O Pix no Centro das Disputas Judiciais
O cenário de fraudes digitais no Brasil tem uma nova liderança em ações judiciais: o chamado ‘golpe do Pix’. Embora o nome sugira um ataque direto ao sistema de pagamentos instantâneos, a realidade é que o termo abrange diversas modalidades de golpes que resultam em transferências via Pix para criminosos. Dados compilados pelo Jusbrasil indicam que, em termos de volume de ações judiciais recentes, o golpe do Pix se destaca, superando fraudes mais antigas e adaptadas ao ambiente digital, como o golpe do boleto e o do falso motoboy.
Engenharia Social como Principal Ferramenta
Tanto o golpe do Pix quanto o do WhatsApp, que também figura entre as fraudes mais recorrentes, utilizam intensamente a engenharia social.
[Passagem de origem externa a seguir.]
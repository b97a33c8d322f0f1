//! Response context and result transformation.
//!
//! # Responsibilities
//! - Let handlers and filters set status and headers before the body exists
//! - Render handler results into body text through a pluggable transformer
//!
//! # Design Decisions
//! - The response object carries intent (status, headers), not bytes; the
//!   dispatch layer renders the body last and sets the content type only
//!   when a body is present
//! - The default transformer is JSON; a route can override it via its
//!   registration options

use crate::codec::JsonCodec;
use crate::error::RouteError;
use axum::http::{HeaderMap, HeaderName, HeaderValue, StatusCode};
use serde_json::Value;

/// Mutable response state handed to handlers and filters.
pub struct HttpResponse {
    status: StatusCode,
    headers: HeaderMap,
}

impl Default for HttpResponse {
    fn default() -> Self {
        Self::new()
    }
}

impl HttpResponse {
    pub fn new() -> Self {
        Self {
            status: StatusCode::OK,
            headers: HeaderMap::new(),
        }
    }

    pub fn status(&self) -> StatusCode {
        self.status
    }

    pub fn set_status(&mut self, status: StatusCode) {
        self.status = status;
    }

    /// Set a response header; invalid names or values are ignored with a
    /// warning rather than failing the request.
    pub fn set_header(&mut self, name: &str, value: &str) {
        match (
            HeaderName::try_from(name),
            HeaderValue::try_from(value),
        ) {
            (Ok(name), Ok(value)) => {
                self.headers.insert(name, value);
            }
            _ => {
                tracing::warn!(header = name, "ignoring invalid response header");
            }
        }
    }

    pub fn header(&self, name: &str) -> Option<&str> {
        self.headers.get(name).and_then(|v| v.to_str().ok())
    }

    pub fn headers(&self) -> &HeaderMap {
        &self.headers
    }

    pub(crate) fn into_parts(self) -> (StatusCode, HeaderMap) {
        (self.status, self.headers)
    }
}

/// Renders a handler result into response body text.
pub trait ResponseTransformer: Send + Sync {
    /// Content type set on responses whose rendered body is non-empty.
    fn content_type(&self) -> &str;

    /// Render the handler result. `None` means the handler produced no
    /// value; the conventional rendering is an empty body.
    fn render(&self, value: Option<&Value>) -> Result<String, RouteError>;
}

/// Default transformer: JSON bodies through the shared codec.
#[derive(Debug, Clone, Copy, Default)]
pub struct JsonTransformer {
    codec: JsonCodec,
}

impl JsonTransformer {
    pub fn new() -> Self {
        Self {
            codec: JsonCodec::new(),
        }
    }
}

impl ResponseTransformer for JsonTransformer {
    fn content_type(&self) -> &str {
        "application/json"
    }

    fn render(&self, value: Option<&Value>) -> Result<String, RouteError> {
        match value {
            None => Ok(String::new()),
            Some(value) => self
                .codec
                .encode(value)
                .map_err(|err| RouteError::custom("encoding", err.to_string())),
        }
    }
}

#[cfg(test)]
mod tests {
    use super::*;
    use serde_json::json;

    #[test]
    fn none_renders_to_empty_body() {
        let body = JsonTransformer::new().render(None).unwrap();
        assert!(body.is_empty());
    }

    #[test]
    fn values_render_as_json() {
        let body = JsonTransformer::new()
            .render(Some(&json!({ "name": "Fluffy" })))
            .unwrap();
        assert_eq!(body, r#"{"name":"Fluffy"}"#);
    }

    #[test]
    fn invalid_header_names_are_dropped() {
        let mut response = HttpResponse::new();
        response.set_header("bad header", "x");
        assert!(response.headers().is_empty());
        response.set_header("x-extra", "1");
        assert_eq!(response.header("x-extra"), Some("1"));
    }
}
Essa técnica consiste em manipular psicologicamente as vítimas para que elas voluntariamente forneçam dados pessoais ou realizem transferências financeiras. No caso do golpe do Pix, criminosos frequentemente se passam por instituições financeiras em falsas centrais de atendimento, alegando compras suspeitas ou bloqueios de conta para obter credenciais de acesso ou induzir a instalação de aplicativos maliciosos. Com os dados em mãos, realizam transações, incluindo o envio de Pix.
A Evolução das Fraudes Digitais
As fraudes do falso motoboy e do boleto, embora modernizadas com a internet, têm origens mais analógicas. O primeiro envolve criminosos se passando por funcionários de empresas para roubar cartões e documentos, enquanto o segundo se baseia na emissão de boletos falsos. Em contrapartida, golpes como o da falsa central de atendimento e do WhatsApp são tipicamente digitais. No golpe do WhatsApp, os criminosos se passam por conhecidos para pedir dinheiro, às vezes recorrendo ao roubo de identidade digital ou à migração indevida de linhas telefônicas. O estudo do Jusbrasil, que foca em decisões públicas e casos que mencionam o termo ‘golpe’, aponta para um aumento na judicialização de crimes digitais.
Judicialização e Responsabilidade das Instituições
É importante notar que o estudo do Jusbrasil não analisou o desfecho das ações, ou seja, se as vítimas foram ressarcidas. A pesquisa se concentrou no volume de ações judiciais. Ao longo do tempo, desde 2010, o golpe do falso motoboy e o do boleto apresentavam um número maior de decisões judiciais. Contudo, a tendência recente aponta para o crescimento do golpe do Pix nas disputas legais. Os estados de São Paulo, Minas Gerais, Paraná, Rio de Janeiro e Mato Grosso do Sul concentram a maioria dessas ações. Esse aumento generalizado de casos judiciais relacionados a crimes digitais levanta discussões importantes sobre a responsabilidade civil das instituições financeiras em garantir a segurança de seus clientes e sistemas.